Introduction

Top Abstract Introduction Experimental Procedures Results Discussion References

Metallothionein (MT)¹ is a family of small metal-binding proteins that exists ubiquitously in all kinds of cells in mammalians. MT was first identified in equine kidney cortex in 1957 (Margoshes and Vallee, 1957). It has a low molecular weight (usually 61-62 amino acids in a single polypeptide chain) and high cysteine content (20 cysteines, ~30%). In addition, each MT molecule binds seven Zn²⁺ and Cd²⁺ ions (Otvos et al., 1985). MT occurs in diverse isoforms. Humans have the most complicated MT isoform family, which includes human MT-1a, 1b, 1e, 1f, 1g, 1 h, 1x; human MT-2; human MT-3; and human MT-4 (Moffatt and Denizeau, 1997). These MT isoforms usually share highly conserved sequences with almost invariant positions of their 20 cysteines. One of the most remarkable features of MT is its inducibility both in vivo and in cultured cells. The MT concentration in tissues is usually highly variable and changes significantly under the influence of a large variety of conditions, including metal ions such as Zn²⁺, Cd²⁺, Cu¹⁺, Hg²⁺, antibiotics, hormones, inflammatory agents, anticancer drugs, and stress-producing conditions (Kagi, 1993; Moffatt and Denizeau, 1997).
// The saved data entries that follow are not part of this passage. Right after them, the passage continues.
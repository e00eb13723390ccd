//! Interaction rules
//!
//! Each species implements [`Behavior`]: the capability to survive and feed
//! for one tick, and the capability to reproduce. The tick driver runs both
//! species through the same phase logic using this trait.

pub mod hunting;
pub mod reproduction;
pub mod survival;

use rand::Rng;

use hotbed_creature::{Creature, Predator, Prey};

use crate::environment::Environment;
use crate::stats::{DeathCause, SimStats};

pub use hunting::{consumption_count, eligible_prey, hunt};
pub use reproduction::{PreyFate, culling_probability, reproduce_predator, reproduce_prey};
pub use survival::{Survival, survival_check};

/// Oldest age at which a predator still acts; at this age it dies
pub const PREDATOR_MAX_AGE: u32 = 10;

/// Prey die once they reach this age
pub const PREY_MAX_AGE: u32 = 5;

/// Species-specific behaviour run once per tick
pub trait Behavior: Creature + Clone + Sized {
    /// Age at which the creature dies before acting
    const MAX_AGE: u32;

    /// Live collection of this species
    fn roster(env: &Environment) -> &[Self];

    /// Survive and feed for this tick
    ///
    /// On failure the caller removes the creature for the returned cause.
    fn sustain<S: SimStats>(
        &self,
        env: &mut Environment,
        stats: &mut S,
    ) -> Result<(), DeathCause>;

    /// Produce offspring into the registry
    fn reproduce<R, S>(&self, env: &mut Environment, rng: &mut R, stats: &mut S)
    where
        R: Rng + ?Sized,
        S: SimStats;
}

impl Behavior for Predator {
    const MAX_AGE: u32 = PREDATOR_MAX_AGE;

    fn roster(env: &Environment) -> &[Self] {
        env.predators()
    }

    fn sustain<S: SimStats>(
        &self,
        env: &mut Environment,
        stats: &mut S,
    ) -> Result<(), DeathCause> {
        if let Survival::Fails(cause) = survival_check(self, env) {
            return Err(cause);
        }
        if !hunt(self, env, stats) {
            return Err(DeathCause::Starvation);
        }
        Ok(())
    }

    fn reproduce<R, S>(&self, env: &mut Environment, rng: &mut R, stats: &mut S)
    where
        R: Rng + ?Sized,
        S: SimStats,
    {
        reproduce_predator(self, env, rng, stats);
    }
}

impl Behavior for Prey {
    const MAX_AGE: u32 = PREY_MAX_AGE;

    fn roster(env: &Environment) -> &[Self] {
        env.prey()
    }

    // Prey need no food
    fn sustain<S: SimStats>(
        &self,
        _env: &mut Environment,
        _stats: &mut S,
    ) -> Result<(), DeathCause> {
        Ok(())
    }

    fn reproduce<R, S>(&self, env: &mut Environment, rng: &mut R, stats: &mut S)
    where
        R: Rng + ?Sized,
        S: SimStats,
    {
        reproduce_prey(self, env, rng, stats);
    }
}

#[cfg(test)]
mod tests {
    use super::*;
    use crate::stats::NoopStats;

    #[test]
    fn test_predator_sustain_heat_death() {
        let bug = Predator::new(4, 10, 10);
        let mut env = Environment::new(vec![bug.clone()], vec![Prey::new(1, 1)], 5, 100).unwrap();

        let result = bug.sustain(&mut env, &mut NoopStats);
        assert_eq!(result, Err(DeathCause::HeatResistance));
        // Failed the heat check, so it never hunted
        assert_eq!(env.prey_count(), 1);
    }

    #[test]
    fn test_predator_sustain_starvation() {
        let bug = Predator::new(10, 1, 1);
        let mut env = Environment::new(vec![bug.clone()], vec![Prey::new(5, 5)], 5, 100).unwrap();

        let result = bug.sustain(&mut env, &mut NoopStats);
        assert_eq!(result, Err(DeathCause::Starvation));
    }

    #[test]
    fn test_prey_sustain_always_succeeds() {
        let aphid = Prey::new(0, 0);
        let mut env = Environment::new(vec![], vec![aphid.clone()], 1000, 1).unwrap();

        assert_eq!(aphid.sustain(&mut env, &mut NoopStats), Ok(()));
    }

    #[test]
    fn test_rosters() {
        let env = Environment::new(vec![Predator::new(1, 1, 1)], vec![], 0, 1).unwrap();
        assert_eq!(Predator::roster(&env).len(), 1);
        assert!(Prey::roster(&env).is_empty());
        assert_eq!(<Predator as Behavior>::MAX_AGE, 10);
        assert_eq!(<Prey as Behavior>::MAX_AGE, 5);
    }
}
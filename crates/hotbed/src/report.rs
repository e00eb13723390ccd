//! Run reporting
//!
//! Prints the per-round population lines and writes a population chart plus a
//! JSON summary into the output directory.

use std::fmt::Write as _;
use std::fs;
use std::path::{Path, PathBuf};

use anyhow::{Context, Result};
use serde::{Deserialize, Serialize};

use hotbed_core::creature::Species;
use hotbed_core::{Census, DeathTally, SimConfig};

use crate::history::{Peaks, PopulationHistory};

pub const CHART_FILE: &str = "population.svg";
pub const SUMMARY_FILE: &str = "summary.json";

const CHART_TITLE: &str = "Population of bugs vs. aphids";
const PREDATOR_COLOR: &str = "crimson";
const PREY_COLOR: &str = "seagreen";

/// Text block printed for one round, followed by two blank lines
pub fn format_round(round: u64, census: &Census) -> String {
    format!(
        "Round {}\nThere are {} {}\nThere are {} {}\n\n\n",
        round,
        census.predators,
        Species::Predator.common_name(),
        census.prey,
        Species::Prey.common_name()
    )
}

/// Everything worth keeping about a finished run
#[derive(Debug, Clone, Serialize, Deserialize)]
pub struct RunSummary {
    /// RFC 3339 time the run finished
    pub timestamp: String,
    pub config: SimConfig,
    pub seed: u64,
    pub ticks: u64,
    pub final_census: Census,
    pub peaks: Peaks,
    pub predator_births: usize,
    pub prey_births: usize,
    pub predator_deaths: DeathTally,
    pub prey_deaths: DeathTally,
    pub predators: Vec<usize>,
    pub prey: Vec<usize>,
}

impl RunSummary {
    pub fn new(
        config: &SimConfig,
        seed: u64,
        history: &PopulationHistory,
        final_census: Census,
    ) -> Self {
        Self {
            timestamp: chrono::Local::now().to_rfc3339(),
            config: config.clone(),
            seed,
            ticks: history.len() as u64,
            final_census,
            peaks: history.peaks(),
            predator_births: history.predator_births,
            prey_births: history.prey_births,
            predator_deaths: history.predator_deaths,
            prey_deaths: history.prey_deaths,
            predators: history.predator_series(),
            prey: history.prey_series(),
        }
    }
}

/// Writes run artifacts into a single directory
pub struct ReportGenerator {
    output_dir: PathBuf,
}

impl ReportGenerator {
    pub fn new(output_dir: impl AsRef<Path>) -> Self {
        Self {
            output_dir: output_dir.as_ref().to_path_buf(),
        }
    }

    /// Write `summary.json` and, when `chart` is set, `population.svg`
    pub fn write(
        &self,
        summary: &RunSummary,
        history: &PopulationHistory,
        chart: bool,
    ) -> Result<()> {
        fs::create_dir_all(&self.output_dir).context("Failed to create output directory")?;

        if chart {
            let svg = generate_population_svg(history);
            let path = self.output_dir.join(CHART_FILE);
            fs::write(&path, svg).context("Failed to write population chart")?;
            log::info!("Chart written: {}", path.display());
        }

        let json =
            serde_json::to_string_pretty(summary).context("Failed to serialize run summary")?;
        let path = self.output_dir.join(SUMMARY_FILE);
        fs::write(&path, json).context("Failed to write run summary")?;
        log::info!("Summary written: {}", path.display());

        Ok(())
    }
}

/// Line chart of both populations over the recorded rounds
pub fn generate_population_svg(history: &PopulationHistory) -> String {
    let width = 800;
    let height = 400;
    let padding = 60;
    let plot_w = (width - 2 * padding) as f32;
    let plot_h = (height - 2 * padding) as f32;

    let max_pop = history.max_population().max(1) as f32;
    let rounds = history.len().saturating_sub(1).max(1) as f32;

    let point = |i: usize, value: usize| {
        let x = padding as f32 + (i as f32 / rounds) * plot_w;
        let y = (height - padding) as f32 - (value as f32 / max_pop) * plot_h;
        (x, y)
    };

    let mut predator_path = String::new();
    let mut prey_path = String::new();
    for (i, sample) in history.samples().iter().enumerate() {
        let cmd = if i == 0 { "M" } else { " L" };
        let (x, y) = point(i, sample.predators);
        let _ = write!(predator_path, "{}{:.1},{:.1}", cmd, x, y);
        let (x, y) = point(i, sample.prey);
        let _ = write!(prey_path, "{}{:.1},{:.1}", cmd, x, y);
    }

    // Horizontal grid at quarters of the y range
    let mut grid = String::new();
    for step in 1..=4 {
        let y = (height - padding) as f32 - plot_h * step as f32 / 4.0;
        let value = max_pop * step as f32 / 4.0;
        let _ = writeln!(
            grid,
            r#"    <line x1="{padding}" y1="{y:.1}" x2="{x_right}" y2="{y:.1}" stroke="lightgray" stroke-width="1"/>
    <text x="{label_x}" y="{label_y:.1}" fill="gray" font-size="12" text-anchor="end">{value:.0}</text>"#,
            padding = padding,
            y = y,
            x_right = width - padding,
            label_x = padding - 5,
            label_y = y + 4.0,
            value = value,
        );
    }

    format!(
        r#"<svg xmlns="http://www.w3.org/2000/svg" width="{width}" height="{height}" viewBox="0 0 {width} {height}">
    <text x="{mid_x}" y="25" fill="black" font-size="16" text-anchor="middle">{title}</text>

    <!-- Grid -->
{grid}    <line x1="{padding}" y1="{padding}" x2="{padding}" y2="{y_bottom}" stroke="gray" stroke-width="1"/>
    <line x1="{padding}" y1="{y_bottom}" x2="{x_right}" y2="{y_bottom}" stroke="gray" stroke-width="1"/>

    <!-- Populations -->
    <path d="{prey_path}" fill="none" stroke="{prey_color}" stroke-width="2"/>
    <path d="{predator_path}" fill="none" stroke="{predator_color}" stroke-width="2"/>

    <!-- Labels -->
    <text x="{padding}" y="{label_y}" fill="gray" font-size="12">0</text>
    <text x="{x_right}" y="{label_y}" fill="gray" font-size="12" text-anchor="end">{last_round}</text>
    <text x="{mid_x}" y="{xlabel_y}" fill="gray" font-size="12" text-anchor="middle">Rounds</text>
    <text x="15" y="{mid_y}" fill="gray" font-size="12" text-anchor="middle" transform="rotate(-90 15 {mid_y})">Population</text>

    <!-- Legend -->
    <line x1="{legend_x}" y1="45" x2="{legend_x2}" y2="45" stroke="{predator_color}" stroke-width="2"/>
    <text x="{legend_text}" y="49" fill="gray" font-size="12">Bugs</text>
    <line x1="{legend_x}" y1="60" x2="{legend_x2}" y2="60" stroke="{prey_color}" stroke-width="2"/>
    <text x="{legend_text}" y="64" fill="gray" font-size="12">Aphids</text>
</svg>
"#,
        width = width,
        height = height,
        padding = padding,
        title = CHART_TITLE,
        grid = grid,
        y_bottom = height - padding,
        x_right = width - padding,
        prey_path = prey_path,
        predator_path = predator_path,
        prey_color = PREY_COLOR,
        predator_color = PREDATOR_COLOR,
        label_y = height - padding + 15,
        last_round = history.len().saturating_sub(1),
        mid_x = width / 2,
        mid_y = height / 2,
        xlabel_y = height - 20,
        legend_x = width - 140,
        legend_x2 = width - 120,
        legend_text = width - 115,
    )
}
MT has two discrete domains. Rat liver Cd₇MT 2a can be cleaved by protease into two domains (Winge and Miklosy, 1982): a  domain at the N terminal that contains a Cd₃Cys₉ metal cluster and an  domain at the C terminal that contains a Cd₄Cys₁₁ cluster. X-ray crystallography shows that each domain has a solvent accessible cleft (Robbins et al., 1991). The cleft in the  domain contains Cys5, Cys7, and Cys13 as solvent-exposed residues, whereas the cleft in the  domain contains Cys37, Cys41, and Cys57 as solvent-exposed residues.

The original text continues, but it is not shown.